West Suffolk Council (25 016 399)
Category : Benefits and tax > Other
Decision : Closed after initial enquiries
Decision date : 18 Mar 2026
The Ombudsman's final decision:
Summary: We will not investigate Miss X’s complaint about a backdated business rates bill. The court is better placed to decide whether the backdated demand is valid.
The complaint
- Miss X complains the Council sent her a backdated business rates bill for Unit One and Unit Two, which she has occupied as a single combined premises since 2019. She says she believed the property formed one unit for business rates purposes and if the Council is backdating liability, it should also backdate any reliefs she would have been eligible for.
The Ombudsman’s role and powers
- We investigate complaints about ‘maladministration’ and ‘service failure’, which we call ‘fault’. We must also consider whether any fault has had an adverse impact on the person making the complaint, which we call ‘injustice’. We provide a free service, but must use public money carefully. We do not start or continue an investigation if we decide:
- there is not enough evidence of fault to justify investigating, or
- any injustice is not significant enough to justify our involvement, or
- there is another body better placed to consider this complaint.
(Local Government Act 1974, section 24A(6), as amended, section 34(B))
How I considered this complaint
- I considered information provided by the complainant and the Council.
- I considered the Ombudsman’s Assessment Code.
My assessment
- In 2019 Miss X rented two connected business units, Unit One and Unit Two. Miss X operated her business from both units and says she thought it was one unit for business rates purposes. In 2024 Miss X’s landlord gave her bills for both units. Miss X contacted the Council to tell it her business was occupying the property.
- In 2025 the Council issued backdated bills for Unit One and Unit Two. Miss X says these late demands place her business under significant strain. She believes the Council should cancel or reduce the backdated charges and apply any reliefs she would have been entitled to if she had been recorded as the rate payer at the time.
- The Council says it did not know Miss X was occupying Unit Two until 2024. It explained it sent all earlier correspondence to the previous ratepayer, and none was returned, so it had no reason to update its records. Miss X had not advised the Council she occupied both units before 2024.

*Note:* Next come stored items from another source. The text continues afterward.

//! HTTP server: routing, middleware wiring and the serve/drain/cancel
//! lifecycle.

use std::net::SocketAddr;
use std::time::Duration;

use axum::{
    middleware,
    routing::{delete, post, put},
    Router,
};
use tokio::sync::oneshot;
use tokio::task::JoinHandle;
use tokio_util::sync::CancellationToken;
use tower_http::trace::TraceLayer;

use crate::api;
use crate::error::{AppError, AppResult};
use crate::AppState;

/// How long a shutdown waits for in-flight requests to drain before the
/// base cancellation handle is cancelled.
const SHUTDOWN_PERIOD: Duration = Duration::from_secs(15);

/// Build the application router. Layer order matters: requests traverse
/// trace, then the content-type guard, then access control, then the
/// route handlers.
pub fn router(state: AppState) -> Router {
    Router::new()
        .route("/signup", post(api::auth::signup))
        .route("/login", post(api::auth::login))
        .route(
            "/catalog/assets",
            post(api::assets::create).get(api::assets::find),
        )
        .route("/catalog/assets/:id", delete(api::assets::delete))
        .route(
            "/customers",
            post(api::customers::create).get(api::customers::find),
        )
        .route("/customers/:id/suspend", put(api::customers::suspend))
        .route("/customers/:id/unsuspend", put(api::customers::unsuspend))
        .route(
            "/rentals",
            post(api::rentals::create).get(api::rentals::find),
        )
        .route("/rentals/:id/return", put(api::rentals::return_rental))
        .route("/rentals/:id/extend", put(api::rentals::extend))
        .layer(middleware::from_fn_with_state(
            state.clone(),
            api::middleware::require_auth,
        ))
        .layer(middleware::from_fn(api::middleware::json_content_type))
        .layer(TraceLayer::new_for_http())
        .with_state(state)
}

/// A running HTTP server. Serving happens on a dedicated task; the
/// structure only keeps what shutdown needs.
pub struct Server {
    handle: JoinHandle<()>,
    shutdown_tx: oneshot::Sender<()>,
    ongoing: CancellationToken,
}

impl Server {
    /// Bind the configured address and start serving on a dedicated
    /// task, returning immediately. A Go-style `:8080` address binds on
    /// all interfaces.
    pub async fn listen_and_serve(address: &str, state: AppState) -> AppResult<Server> {
        if address.is_empty() {
            return Err(AppError::Validation(
                "http server address is mandatory".to_string(),
            ));
        }

        let normalized = if address.starts_with(':') {
            format!("0.0.0.0{address}")
        } else {
            address.to_string()
        };
        let addr: SocketAddr = normalized
            .parse()
            .map_err(|e| AppError::Internal(format!("invalid listen address {normalized}: {e}")))?;

        let ongoing = state.ongoing.clone();
        let app = router(state);

        let listener = tokio::net::TcpListener::bind(addr)
            .await
            .map_err(|e| AppError::Internal(format!("error binding {addr}: {e}")))?;

        let (shutdown_tx, shutdown_rx) = oneshot::channel::<()>();
        let handle = tokio::spawn(async move {
            let serve = axum::serve(listener, app).with_graceful_shutdown(async move {
                let _ = shutdown_rx.await;
            });
            if let Err(e) = serve.await {
                tracing::error!("server error: {e}");
            }
        });

        tracing::info!("server listening on {addr}");
        Ok(Server {
            handle,
            shutdown_tx,
            ongoing,
        })
    }

    /// Stop accepting connections and wait up to the shutdown period for
    /// in-flight requests to drain, then cancel the base handle shared
    /// by all requests. A drain timeout is reported as an error; the
    /// cancellation happens either way.
    pub async fn shutdown(self) -> AppResult<()> {
        let Server {
            handle,
            shutdown_tx,
            ongoing,
        } = self;

        let _ = shutdown_tx.send(());
        let drained = tokio::time::timeout(SHUTDOWN_PERIOD, handle).await;
        ongoing.cancel();

        match drained {
            Ok(_) => Ok(()),
            Err(_) => Err(AppError::Internal(
                "timed out waiting for in-flight requests to finish".to_string(),
            )),
        }
    }
}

- The Council applied to the Valuation Office Agency (VOA) to merge the two units in 2025. The VOA could merge the units from April 2023. Because the VOA can backdate the merger to before the Council’s delay, the delay will not result in a significant injustice.

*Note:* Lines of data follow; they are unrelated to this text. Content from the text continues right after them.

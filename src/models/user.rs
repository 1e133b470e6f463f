//! User model and related types: the librarian who administers the system
//! and the customer who rents catalog assets.

use serde::{Deserialize, Serialize};
use sqlx::FromRow;
use uuid::Uuid;

use crate::error::{AppError, AppResult};

/// Customer lifecycle status.
#[derive(Debug, Clone, Copy, PartialEq, Eq, Serialize, Deserialize)]
#[serde(rename_all = "SCREAMING_SNAKE_CASE")]
pub enum CustomerStatus {
    /// The customer may perform every available customer action.
    Active,
    /// The customer is blocked from renting until unsuspended.
    Suspended,
}

impl CustomerStatus {
    pub fn as_str(&self) -> &'static str {
        match self {
            CustomerStatus::Active => "ACTIVE",
            CustomerStatus::Suspended => "SUSPENDED",
        }
    }
}

impl std::str::FromStr for CustomerStatus {
    type Err = AppError;

    fn from_str(s: &str) -> Result<Self, Self::Err> {
        match s {
            "ACTIVE" => Ok(CustomerStatus::Active),
            "SUSPENDED" => Ok(CustomerStatus::Suspended),
            other => Err(AppError::Internal(format!(
                "unknown customer status: {other}"
            ))),
        }
    }
}

/// The library's administrator, able to manage the catalog and the
/// customers registered into the platform.
#[derive(Debug, Clone, Serialize, Deserialize, FromRow)]
pub struct Librarian {
    pub id: Uuid,
    pub name: String,
    pub email: String,
    /// Bcrypt-hashed password, never serialized out.
    #[serde(skip_serializing)]
    pub password: String,
}

impl Librarian {
    /// Build a new librarian, validating that every field is present.
    /// The password is expected to arrive already hashed.
    pub fn build(name: &str, email: &str, password: &str) -> AppResult<Self> {
        if name.is_empty() {
            return Err(AppError::Validation(
                "librarian name field is mandatory".to_string(),
            ));
        }
        if email.is_empty() {
            return Err(AppError::Validation(
                "librarian email field is mandatory".to_string(),
            ));
        }
        if password.is_empty() {
            return Err(AppError::Validation(
                "librarian password field is mandatory".to_string(),
            ));
        }

        Ok(Self {
            id: Uuid::new_v4(),
            name: name.to_string(),
            email: email.to_string(),
            password: password.to_string(),
        })
    }
}

/// The person who benefits from the library by renting catalog assets.
#[derive(Debug, Clone, Serialize, Deserialize)]
pub struct Customer {
    pub id: Uuid,
    pub name: String,
    pub last_name: String,
    /// National identifier, for example the DNI in Spain.
    pub national_id: String,
    pub status: CustomerStatus,
    pub contact_details: ContactDetails,
}

impl Customer {
    /// Build a new customer, validating every mandatory field in order.
    pub fn build(
        name: &str,
        last_name: &str,
        national_id: &str,
        contact_details: ContactDetails,
    ) -> AppResult<Self> {
        if name.is_empty() {
            return Err(AppError::Validation(
                "customer name field is mandatory".to_string(),
            ));
        }
        if last_name.is_empty() {
            return Err(AppError::Validation(
                "customer last name field is mandatory".to_string(),
            ));
        }
        if national_id.is_empty() {
            return Err(AppError::Validation(
                "customer national ID field is mandatory".to_string(),
            ));
        }
        contact_details.validate()?;

        Ok(Self {
            id: Uuid::new_v4(),
            name: name.to_string(),
            last_name: last_name.to_string(),
            national_id: national_id.to_string(),
            status: CustomerStatus::Active,
            contact_details,
        })
    }

    /// Change the status from active to suspended.
    pub fn suspend(&mut self) -> AppResult<()> {
        if self.status == CustomerStatus::Suspended {
            return Err(AppError::DomainRule(
                "customer already suspended".to_string(),
            ));
        }

        self.status = CustomerStatus::Suspended;
        Ok(())
    }

    /// Change the status from suspended back to active.
    pub fn unsuspend(&mut self) -> AppResult<()> {
        if self.status != CustomerStatus::Suspended {
            return Err(AppError::DomainRule(
                "customer should be suspended to be unsuspend".to_string(),
            ));
        }

        self.status = CustomerStatus::Active;
        Ok(())
    }
}

/// The different ways to contact a person.
#[derive(Debug, Clone, Serialize, Deserialize)]
pub struct ContactDetails {
    pub email: String,
    /// Phone number, may include the country code.
    pub phone_number: String,
    pub address: Address,
}

impl ContactDetails {
    fn validate(&self) -> AppResult<()> {
        if self.email.is_empty() {
            return Err(AppError::Validation(
                "contact details email is mandatory".to_string(),
            ));
        }
        if self.phone_number.is_empty() {
            return Err(AppError::Validation(
                "contact details phone number is mandatory".to_string(),
            ));
        }
        self.address.validate()
    }
}

/// A physical address.
#[derive(Debug, Clone, Serialize, Deserialize)]
pub struct Address {
    pub street: String,
    pub city: String,
    pub state: String,
    pub postal_code: String,
    pub country: String,
}

impl Address {
    fn validate(&self) -> AppResult<()> {
        if self.street.is_empty() {
            return Err(AppError::Validation(
                "address street field is mandatory".to_string(),
            ));
        }
        if self.city.is_empty() {
            return Err(AppError::Validation(
                "address city field is mandatory".to_string(),
            ));
        }
        if self.state.is_empty() {
            return Err(AppError::Validation(
                "address state field is mandatory".to_string(),
            ));
        }
        if self.postal_code.is_empty() {
            return Err(AppError::Validation(
                "address postal code field is mandatory".to_string(),
            ));
        }
        if self.country.is_empty() {
            return Err(AppError::Validation(
                "address country field is mandatory".to_string(),
            ));
        }
        Ok(())
    }
}
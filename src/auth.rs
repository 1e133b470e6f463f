//! Authentication utilities: JWT-based session issuance and validation
//! for librarians, plus password hashing and verification with bcrypt.
//!
//! Tokens are signed with HS256 using the secret configured through the
//! `AUTH_SIGNING_KEY` environment variable (cached into [`AuthConfig`] at
//! startup) and carry the standard subject, issuer, issued-at and expiry
//! claims. Sessions live four hours; validity is gated solely by the
//! expiry claim, there is no server-side revocation store.

use chrono::{DateTime, Duration, Utc};
use jsonwebtoken::{Algorithm, DecodingKey, EncodingKey, Header, Validation};
use serde::{Deserialize, Serialize};
use uuid::Uuid;

use crate::config::AuthConfig;
use crate::error::{AppError, AppResult};
use crate::models::user::Librarian;

const TOKEN_ISSUER: &str = "librarium";
const EXPIRY_HOURS: i64 = 4;

/// Bcrypt rejects inputs past this size.
const MAX_PASSWORD_BYTES: usize = 72;

/// Json payload the client sends to trigger the login flow.
#[derive(Debug, Deserialize)]
pub struct LoginRequest {
    pub email: String,
    pub password: String,
}

/// An auth session in the system, also the login endpoint response. The
/// token validates the interaction between server and client and carries
/// basic identity in its claims.
#[derive(Debug, Clone, Serialize, Deserialize)]
pub struct Session {
    pub librarian_id: Uuid,
    pub token: String,
    /// Moment when the token becomes invalid.
    pub expires_at: DateTime<Utc>,
}

/// Registered claims baked into every session token.
#[derive(Debug, Serialize, Deserialize)]
struct Claims {
    sub: String,
    iss: String,
    iat: i64,
    exp: i64,
}

/// Hash a plain password using bcrypt at the default cost.
pub fn hash_password(password: &str) -> AppResult<String> {
    if password.is_empty() {
        return Err(AppError::Validation("password cannot be empty".to_string()));
    }
    if password.len() > MAX_PASSWORD_BYTES {
        return Err(AppError::Validation(
            "password longer than 72 bytes is not supported".to_string(),
        ));
    }

    bcrypt::hash(password, bcrypt::DEFAULT_COST)
        .map_err(|e| AppError::Internal(format!("error hashing password: {e}")))
}

/// Compare a plain password against its stored hash.
pub fn check_password(hashed: &str, plain: &str) -> AppResult<()> {
    match bcrypt::verify(plain, hashed) {
        Ok(true) => Ok(()),
        Ok(false) => Err(AppError::BadCredentials),
        Err(e) => Err(AppError::Internal(format!("error verifying password: {e}"))),
    }
}

/// Run the login flow for the provided librarian: validate the
/// credentials and mint a signed session token.
pub fn login(
    req: &LoginRequest,
    librarian: &Librarian,
    config: &AuthConfig,
) -> AppResult<Session> {
    if req.email != librarian.email || check_password(&librarian.password, &req.password).is_err() {
        return Err(AppError::BadCredentials);
    }

    if config.signing_key.is_empty() {
        return Err(AppError::Internal(
            "auth signing key is not configured".to_string(),
        ));
    }

    let now = Utc::now();
    let expires_at = now + Duration::hours(EXPIRY_HOURS);
    let claims = Claims {
        sub: librarian.id.to_string(),
        iss: TOKEN_ISSUER.to_string(),
        iat: now.timestamp(),
        exp: expires_at.timestamp(),
    };

    let token = jsonwebtoken::encode(
        &Header::default(),
        &claims,
        &EncodingKey::from_secret(config.signing_key.as_bytes()),
    )
    .map_err(|e| AppError::Internal(format!("error signing token: {e}")))?;

    Ok(Session {
        librarian_id: librarian.id,
        token,
        expires_at,
    })
}

/// Parse and validate a session token, returning the librarian ID held
/// in the subject claim. Expired tokens and tokens without a subject are
/// rejected.
pub fn decode_and_validate(token: &str, config: &AuthConfig) -> AppResult<Uuid> {
    let mut validation = Validation::new(Algorithm::HS256);
    validation.set_required_spec_claims(&["exp", "sub"]);

    let data = jsonwebtoken::decode::<Claims>(
        token,
        &DecodingKey::from_secret(config.signing_key.as_bytes()),
        &validation,
    )
    .map_err(|e| AppError::TokenInvalid(format!("error parsing token: {e}")))?;

    Uuid::parse_str(&data.claims.sub)
        .map_err(|e| AppError::TokenInvalid(format!("error parsing token subject: {e}")))
}
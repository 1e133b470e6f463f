//! Catalog asset endpoints.

use axum::{
    body::Bytes,
    extract::{Path, RawQuery, State},
    http::StatusCode,
    Json,
};

use crate::error::{AppError, AppResult};
use crate::models::asset::{Asset, AssetInfo};
use crate::query::http::{filters_from_query, pagination_from_query, sorting_from_query};
use crate::AppState;

use super::{decode_request, parse_id, IdResponse};

/// Add a new asset to the catalog. The payload shape is selected by its
/// `category` tag; unknown categories are rejected at decode time.
pub async fn create(State(state): State<AppState>, body: Bytes) -> AppResult<Json<IdResponse>> {
    let info: AssetInfo = decode_request(&body)?;

    let asset = Asset::build(info);
    state.catalog.create_asset(&asset).await?;

    Ok(Json(IdResponse { id: asset.id }))
}

/// Remove an asset from the catalog.
pub async fn delete(
    State(state): State<AppState>,
    Path(id): Path<String>,
) -> AppResult<StatusCode> {
    let id = parse_id(&id, "asset")?;

    state
        .catalog
        .get_asset(id)
        .await?
        .ok_or_else(|| AppError::NotFound("asset not found".to_string()))?;

    state.catalog.delete_asset(id).await?;
    Ok(StatusCode::NO_CONTENT)
}

/// List catalog assets, shaped by the query-string filters, sorting and
/// pagination.
pub async fn find(
    State(state): State<AppState>,
    RawQuery(query): RawQuery,
) -> AppResult<Json<Vec<Asset>>> {
    let query = query.unwrap_or_default();
    let pagination = pagination_from_query(&query)?;
    let sorting = sorting_from_query(&query);
    let filters = filters_from_query(&query);

    let assets = state
        .catalog
        .find_assets(&filters, Some(&sorting), Some(&pagination))
        .await?;

    Ok(Json(assets))
}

- The Council accepts it held information from a 2020 COVID‑19 business grant application, showing Miss X was occupying Unit One. It recalculated the liability for Unit One and offered to write off the backdated charges Miss X would not have owed if she had been recorded as the rate payer for unit One in 2020.
- The Council explained it cannot backdate Retail, Hospitality and Leisure (RHL) Relief before April 2023 because legislation does not permit this. COVID‑19 relief schemes have also closed and cannot be awarded retrospectively. Small Business Rates Relief does not apply because Miss X occupies more than one unit and even if the units were merged, the combined value would be too high.
- I have not seen evidence to suggest the Council was aware Miss X’s was running her business from both units prior to 2024. Decisions about the validity of backdated business rates bills are highly technical matters. A court is better placed to decide whether the Council was entitled to issue backdated demands in this case.
- I have seen insufficient evidence of fault in the Council’s decision not to backdate relief for Unit Two. The Council explained the relief eligibility, and I have not seen fault in how it applied its processes. I cannot separate any argument that relief should be backdated because the bill was issued late from the question of whether the backdated bill is valid, which is a matter the Court is better placed to determine.
Final decision
- We will not investigate Miss X’s complaint because the Court is better placed to consider this matter.